Before long, these camps would be utilized, not only as a source of slave labor, but to contain other so-called “bad elements,” usually without trial for up to three to four years, including children.
The latter is the subject of “Juvenile Laborers Confined in Dabao” by Xie Yihui. Xie gained her entry into documentary film-making assisting Ai Xiaoming, a human rights activist and academic-turned-director, with Ai’s film investigation into the “tofu-dreg”construction of schools that collapsed and killed at least 5,000 students during a 2008 earthquake in Sichuan Province. Xie borrowed equipment to continue film-making in and around Sichuan. The setting of “Juvenile Laborers Confined in Dabao” is a children’s labor camp located in Dabao Township, in Sichuan’s Ebian County where 4,000-5,000 boys and girls were interned in the late 1950s and early 1960s.

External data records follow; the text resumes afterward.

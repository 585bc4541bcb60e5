//! Pebble Ledger Core Library
//!
//! A minimal append-only ledger with proof-of-work sealing and
//! longest-valid-chain reconciliation between peer nodes.
//!
//! The ledger lives entirely in process memory: pending transactions batch
//! into blocks, each block is sealed by a brute-force proof, and nodes
//! converge by adopting the longest structurally valid chain they can see.

pub mod consensus;
pub mod crypto;
pub mod ledger;
pub mod p2p;
pub mod rpc;

/// Protocol constants
pub mod constants {
    /// Leading zero hex digits a valid proof digest must carry.
    ///
    /// Expected work per sealed block is roughly 16^DIFFICULTY hash
    /// evaluations. There is no difficulty adjustment.
    pub const DIFFICULTY: usize = 4;

    /// Proof recorded in the genesis block (no predecessor to satisfy).
    pub const GENESIS_PROOF: u64 = 100;

    /// Sentinel previous-hash of the genesis block.
    pub const GENESIS_PREVIOUS_HASH: &str = "1";

    /// Sentinel sender identifier for system-minted reward transactions.
    pub const SYSTEM_SENDER: &str = "0";

    /// Amount credited to a node for sealing a block.
    pub const MINING_REWARD: u64 = 1;
}
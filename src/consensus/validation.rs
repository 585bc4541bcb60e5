//! Chain validation
//!
//! Pure functions that walk a candidate chain and confirm hash linkage and
//! proof validity. Operates on the supplied slice only, so foreign chains
//! can be checked without adopting them.

use crate::consensus::valid_proof;
use crate::crypto::block_digest;
use crate::ledger::Block;

/// Check that every block links to its predecessor's digest and carries a
/// proof valid against the predecessor's proof.
///
/// A chain of length 1 (genesis only) is trivially valid. Returns false at
/// the first broken pair.
pub fn valid_chain(chain: &[Block]) -> bool {
    for pair in chain.windows(2) {
        let (previous, block) = (&pair[0], &pair[1]);

        if block.previous_hash != block_digest(previous) {
            return false;
        }

        if !valid_proof(block.proof, previous.proof) {
            return false;
        }
    }

    true
}
//! HTTP server
//!
//! Axum-based server exposing the node's ledger operations.

use std::sync::Arc;

use axum::routing::{get, post};
use axum::Router;
use tower_http::cors::{Any, CorsLayer};
use tracing::info;

use crate::rpc::handlers::{self, NodeState};

/// Build the node's HTTP router.
pub fn build_router(state: Arc<NodeState>) -> Router {
    let cors = CorsLayer::new()
        .allow_origin(Any)
        .allow_methods(Any)
        .allow_headers(Any);

    Router::new()
        .route("/mine", get(handlers::mine))
        .route("/transactions/new", post(handlers::new_transaction))
        .route("/chain", get(handlers::chain))
        .route("/nodes/register", post(handlers::register_nodes))
        .route("/nodes/resolve", get(handlers::resolve))
        .layer(cors)
        .with_state(state)
}

/// Bind and serve the HTTP API on the given port.
pub async fn serve(state: Arc<NodeState>, port: u16) -> std::io::Result<()> {
    let app = build_router(state);
    let addr = format!("0.0.0.0:{port}");

    let listener = tokio::net::TcpListener::bind(&addr).await?;
    info!(%addr, "HTTP server listening");
    axum::serve(listener, app).await
}
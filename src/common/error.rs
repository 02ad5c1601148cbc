// src/common/error.rs

use axum::{
    http::StatusCode,
    response::{IntoResponse, Response},
    Json,
};
use serde_json::json;
use thiserror::Error;

#[derive(Debug, Error)]
pub enum AppError {
    // Planilha ilegível ou corrompida. Não é reprocessada.
    #[error("Unable to read workbook: {0}")]
    WorkbookParse(String),

    #[error("Unable to build template: {0}")]
    Template(#[from] rust_xlsxwriter::XlsxError),

    #[error("Invalid or missing authentication token")]
    InvalidToken,

    #[error("Resource not found: {0}")]
    ResourceNotFound(String),

    #[error("Database error: {0}")]
    DatabaseError(#[from] sqlx::Error),

    #[error("Migration error: {0}")]
    MigrationError(#[from] sqlx::migrate::MigrateError),

    // Qualquer outro erro inesperado. O `anyhow` guarda o contexto.
    #[error("Internal server error: {0}")]
    InternalServerError(#[from] anyhow::Error),
}

impl AppError {
    pub fn status_code(&self) -> StatusCode {
        match self {
            AppError::WorkbookParse(_) => StatusCode::BAD_REQUEST,
            AppError::InvalidToken => StatusCode::UNAUTHORIZED,
            AppError::ResourceNotFound(_) => StatusCode::NOT_FOUND,
            _ => StatusCode::INTERNAL_SERVER_ERROR,
        }
    }
}

impl IntoResponse for AppError {
    fn into_response(self) -> Response {
        let status = self.status_code();

        let error_message = match &self {
            AppError::WorkbookParse(_) | AppError::InvalidToken | AppError::ResourceNotFound(_) => self.to_string(),

            // Todo o resto vira 500. O detalhe vai para o log, não para o cliente.
            e => {
                tracing::error!("Internal server error: {}", e);
                "An unexpected error occurred.".to_string()
            }
        };

        (status, Json(json!({ "error": error_message }))).into_response()
    }
}
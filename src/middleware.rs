// src/middleware.rs

pub mod auth;
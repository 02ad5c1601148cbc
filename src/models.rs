// src/models.rs

pub mod auth;
pub mod crm;
pub mod finance;
pub mod import;
pub mod stock;
pub mod supplier;
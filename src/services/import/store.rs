// src/services/import/store.rs

use async_trait::async_trait;
use rust_decimal::Decimal;
use uuid::Uuid;

use crate::{
    common::error::AppError,
    models::{
        crm::Customer,
        finance::{CustomerPayment, Sale},
        stock::{Container, ContainerItem, NewContainerItem},
        supplier::{NewSupplier, Supplier, SupplierItem},
    },
};

/// Resultado da cadeia de estoque inicial.
#[derive(Debug, Clone)]
pub enum OpeningStockPosting {
    Created(ContainerItem),
    SupplierItemExists,
    ItemInContainer,
}

/// Porta de persistência do motor de importação.
///
/// Toda operação recebe o `company_id` (ou um id já escopado por ele) e nunca
/// cruza tenants. Os métodos `insert_*` devolvem `None` quando a chave natural
/// já estava ocupada no momento da escrita.
#[async_trait]
pub trait ImportStore: Send + Sync {
    async fn find_customer(&self, company_id: Uuid, name: &str) -> Result<Option<Customer>, AppError>;

    async fn insert_customer(
        &self,
        company_id: Uuid,
        name: &str,
        phone: Option<&str>,
    ) -> Result<Option<Customer>, AppError>;

    async fn find_supplier(&self, company_id: Uuid, name: &str) -> Result<Option<Supplier>, AppError>;

    async fn insert_supplier(
        &self,
        company_id: Uuid,
        supplier: &NewSupplier,
    ) -> Result<Option<Supplier>, AppError>;

    async fn find_supplier_item(
        &self,
        supplier_id: Uuid,
        item_name: &str,
    ) -> Result<Option<SupplierItem>, AppError>;

    async fn insert_supplier_item(
        &self,
        company_id: Uuid,
        supplier_id: Uuid,
        item_name: &str,
        price: Decimal,
    ) -> Result<Option<SupplierItem>, AppError>;

    async fn has_opening_balance(&self, company_id: Uuid, customer_id: Uuid) -> Result<bool, AppError>;

    /// Débito: venda sintética com uma linha (quantidade 1, preço = valor).
    async fn post_opening_debit(
        &self,
        company_id: Uuid,
        customer_id: Uuid,
        amount: Decimal,
        notes: &str,
    ) -> Result<Sale, AppError>;

    /// Crédito: pagamento do cliente com `payment_type = "opening_balance"`.
    async fn post_opening_credit(
        &self,
        company_id: Uuid,
        customer_id: Uuid,
        amount: Decimal,
        notes: &str,
    ) -> Result<CustomerPayment, AppError>;

    async fn find_container(&self, company_id: Uuid, container_id: Uuid) -> Result<Option<Container>, AppError>;

    /// Cadeia do estoque inicial: item do catálogo, container (busca ou cria
    /// pelo rótulo) e item do container. Atômica: se um passo falhar, nada
    /// fica gravado. No pulo por item já no container, o item do catálogo
    /// recém-criado é mantido.
    async fn post_opening_stock(
        &self,
        company_id: Uuid,
        supplier_id: Uuid,
        label: &str,
        item_name: &str,
        quantity: Decimal,
        price: Decimal,
    ) -> Result<OpeningStockPosting, AppError>;

    async fn insert_container_items(
        &self,
        company_id: Uuid,
        container_id: Uuid,
        items: &[NewContainerItem],
    ) -> Result<u64, AppError>;
}
//src/main.rs

use axum::{
    extract::DefaultBodyLimit,
    routing::{get, post},
    Router,
};
use tokio::net::TcpListener;
use tracing_subscriber::EnvFilter;
use utoipa::OpenApi;
use utoipa_swagger_ui::SwaggerUi;

mod common;
mod config;
mod db;
mod docs;
mod handlers;
mod middleware;
mod models;
mod services;

use crate::config::{AppState, Config};
use crate::docs::ApiDoc;

#[tokio::main]
async fn main() -> anyhow::Result<()> {
    // RUST_LOG controla o nível; padrão = info
    tracing_subscriber::fmt()
        .with_env_filter(EnvFilter::try_from_default_env().unwrap_or_else(|_| EnvFilter::new("info")))
        .with_target(false)
        .compact()
        .init();

    // Se a configuração falhar, a aplicação não deve iniciar.
    let config = Config::from_env()?;
    let bind_addr = config.bind_addr.clone();
    let app_state = AppState::new(config).await?;

    sqlx::migrate!().run(&app_state.db_pool).await?;
    tracing::info!("✅ Migrações do banco de dados executadas com sucesso!");

    let app = router(app_state);

    let listener = TcpListener::bind(&bind_addr).await?;
    tracing::info!("🚀 Servidor escutando em {}", listener.local_addr()?);
    axum::serve(listener, app).await?;

    Ok(())
}

fn router(app_state: AppState) -> Router {
    let max_upload_bytes = app_state.config.max_upload_bytes;

    // Todas exigem o TenantContext (JWT) no próprio handler.
    let import_routes = Router::new()
        .route("/workbook", post(handlers::import::import_workbook))
        .route("/opening-stock", post(handlers::import::import_opening_stock))
        .route("/customer-balances", post(handlers::import::import_customer_balances))
        .route("/template", get(handlers::import::download_template));

    let container_routes = Router::new()
        .route("/{container_id}/items/upload", post(handlers::import::upload_container_items));

    Router::new()
        .route("/api/health", get(handlers::import::health))
        .nest("/api/import", import_routes)
        .nest("/api/containers", container_routes)
        .layer(DefaultBodyLimit::max(max_upload_bytes))
        .merge(SwaggerUi::new("/swagger-ui").url("/api-docs/openapi.json", ApiDoc::openapi()))
        .with_state(app_state)
}
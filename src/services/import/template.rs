// src/services/import/template.rs
//
// Direção inversa do leitor: gera o modelo de planilha que o importador aceita.
// Os nomes de folha e cabeçalhos daqui SÃO o contrato do leitor.

use rust_xlsxwriter::{Color, Format, Workbook, Worksheet, XlsxError};

use crate::{common::error::AppError, models::import::SheetKind};

pub const TEMPLATE_FILE_NAME: &str = "import_template.xlsx";
pub const INSTRUCTIONS_SHEET: &str = "Instructions";

#[derive(Debug, Clone, Copy)]
enum Example {
    Text(&'static str),
    Number(f64),
}

use Example::{Number, Text};

/// Cabeçalhos canônicos por folha, na ordem em que aparecem no modelo.
pub fn template_headers(kind: SheetKind) -> &'static [&'static str] {
    match kind {
        SheetKind::Customers => &["customerName", "phone"],
        SheetKind::Suppliers => &["supplierName", "contact", "country"],
        SheetKind::ItemsPrices => &["supplierName", "itemName", "price"],
        SheetKind::OpeningBalances => &["customerName", "balanceType", "amount", "notes"],
        SheetKind::OpeningStock => &["suppliername", "itemname", "quantity", "price", "openingstock"],
    }
}

fn example_rows(kind: SheetKind) -> &'static [&'static [Example]] {
    match kind {
        SheetKind::Customers => &[
            &[Text("John Doe"), Text("+1 555 0100")],
            &[Text("Jane Smith"), Text("+1 555 0101")],
        ],
        SheetKind::Suppliers => &[
            &[Text("Acme Trading"), Text("Carlos Lima"), Text("Brazil")],
            &[Text("Global Foods"), Text("Mei Chen"), Text("China")],
        ],
        SheetKind::ItemsPrices => &[
            &[Text("Acme Trading"), Text("Rice 25kg"), Number(42.5)],
            &[Text("Global Foods"), Text("Green Tea 1kg"), Number(18.0)],
        ],
        SheetKind::OpeningBalances => &[
            &[Text("John Doe"), Text("debit"), Number(1500.0), Text("Owed before migration")],
            &[Text("Jane Smith"), Text("credit"), Number(750.25), Text("Advance payment")],
        ],
        SheetKind::OpeningStock => &[
            &[Text("Acme Trading"), Text("Beans 10kg"), Number(100.0), Number(12.0), Text("openingstock")],
            &[Text("Global Foods"), Text("Black Tea 1kg"), Number(40.0), Number(9.5), Text("openingstock")],
        ],
    }
}

const INSTRUCTIONS: &[&str] = &[
    "How to fill in this workbook",
    "",
    "Fill one row per record below the header row. Do not rename sheets or headers.",
    "Sheets are imported in this order: Customers, Suppliers, Items & Prices, Opening Balances, Opening Stock.",
    "Names must match exactly (case-sensitive) across sheets.",
    "",
    "Customers: customerName and phone are required.",
    "Suppliers: supplierName, contact and country are required.",
    "Items & Prices: supplierName must exist in Suppliers; itemName required; price must be greater than 0.",
    "Opening Balances: customerName must exist in Customers; amount must be greater than 0; notes optional.",
    "  balanceType = debit  -> the customer owes you (recorded as a sale).",
    "  balanceType = credit -> you owe the customer (recorded as a payment).",
    "Opening Stock: suppliername, itemname, quantity > 0 and price > 0 are required.",
    "  openingstock is optional and groups rows into a container (default: openingstock).",
    "  Rows whose supplier item already exists are skipped.",
    "",
    "Re-importing the same workbook does not duplicate existing records.",
];

/// Gera o modelo completo (.xlsx) em memória.
pub fn generate_template() -> Result<Vec<u8>, AppError> {
    let mut workbook = Workbook::new();

    let title_format = Format::new().set_bold().set_font_size(14);
    let header_format = Format::new()
        .set_bold()
        .set_background_color(Color::RGB(0xD9E1F2));

    write_instructions(workbook.add_worksheet(), &title_format)?;

    for kind in SheetKind::IMPORT_ORDER {
        write_sheet(workbook.add_worksheet(), kind, &header_format)?;
    }

    Ok(workbook.save_to_buffer()?)
}

fn write_instructions(sheet: &mut Worksheet, title_format: &Format) -> Result<(), XlsxError> {
    sheet.set_name(INSTRUCTIONS_SHEET)?;
    sheet.set_column_width(0, 110)?;

    for (row, line) in INSTRUCTIONS.iter().enumerate() {
        if row == 0 {
            sheet.write_string_with_format(0, 0, *line, title_format)?;
        } else if !line.is_empty() {
            sheet.write_string(row as u32, 0, *line)?;
        }
    }
    Ok(())
}

fn write_sheet(sheet: &mut Worksheet, kind: SheetKind, header_format: &Format) -> Result<(), XlsxError> {
    sheet.set_name(kind.canonical_name())?;

    for (col, header) in template_headers(kind).iter().enumerate() {
        sheet.write_string_with_format(0, col as u16, *header, header_format)?;
        sheet.set_column_width(col as u16, 22)?;
    }

    for (idx, row) in example_rows(kind).iter().enumerate() {
        let row_num = idx as u32 + 1;
        for (col, value) in row.iter().enumerate() {
            match value {
                Text(s) => sheet.write_string(row_num, col as u16, *s)?,
                Number(n) => sheet.write_number(row_num, col as u16, *n)?,
            };
        }
    }
    Ok(())
}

In this review, Ai encapsulates the journey of Xie’s camera as she tracks Zeng Boyan, a former Sichuan Daily reporter, and his work to uncover the grim legacy of the Dabao facility through the recollections of survivors who passed through there.
By tracing the investigator’s footsteps, we see how this tragedy began. In the 1950s, several thousand children were interned here as the result of China’s adopting the Soviet Union’s practice of reforming wayward children. These children—ages ten to 17—were incarcerated for various reasons, but most weren’t criminals. Many committed small trespasses, were the products of parental neglect, or their parents believed that RTL would provide an opportunity for their children to learn how to work. Others were there because public security organs needed to fill quotas for catching criminals. These children were subjected to inhuman persecution at the Dabao camp, and many died there without anyone knowing.
The horrors we know about the RTL system mostly come from the experiences of adults. But this film reveals the origins of this system. It was established by the State Council during the height of the Anti-Rightist rectification campaign in 1957, when many politically-labeled Rightists were sent to RTL camps. But the scope was expanded to include other so-called bad elements. The RTL system that targeted minors was characterized particularly by confusion and illegality because it blurred the distinction between crime and non-crime. It seems that in an effort to reeducate neglected children, it also obscured the line between welfare and punishment. But from the recollections of those involved, the system, from its inception, emphasized crime and punishment. Even when children were on the verge of starving to death and their parents begged to have them released, they were unable to get their children back because the authorities said they were criminals and had not been sufficiently reformed.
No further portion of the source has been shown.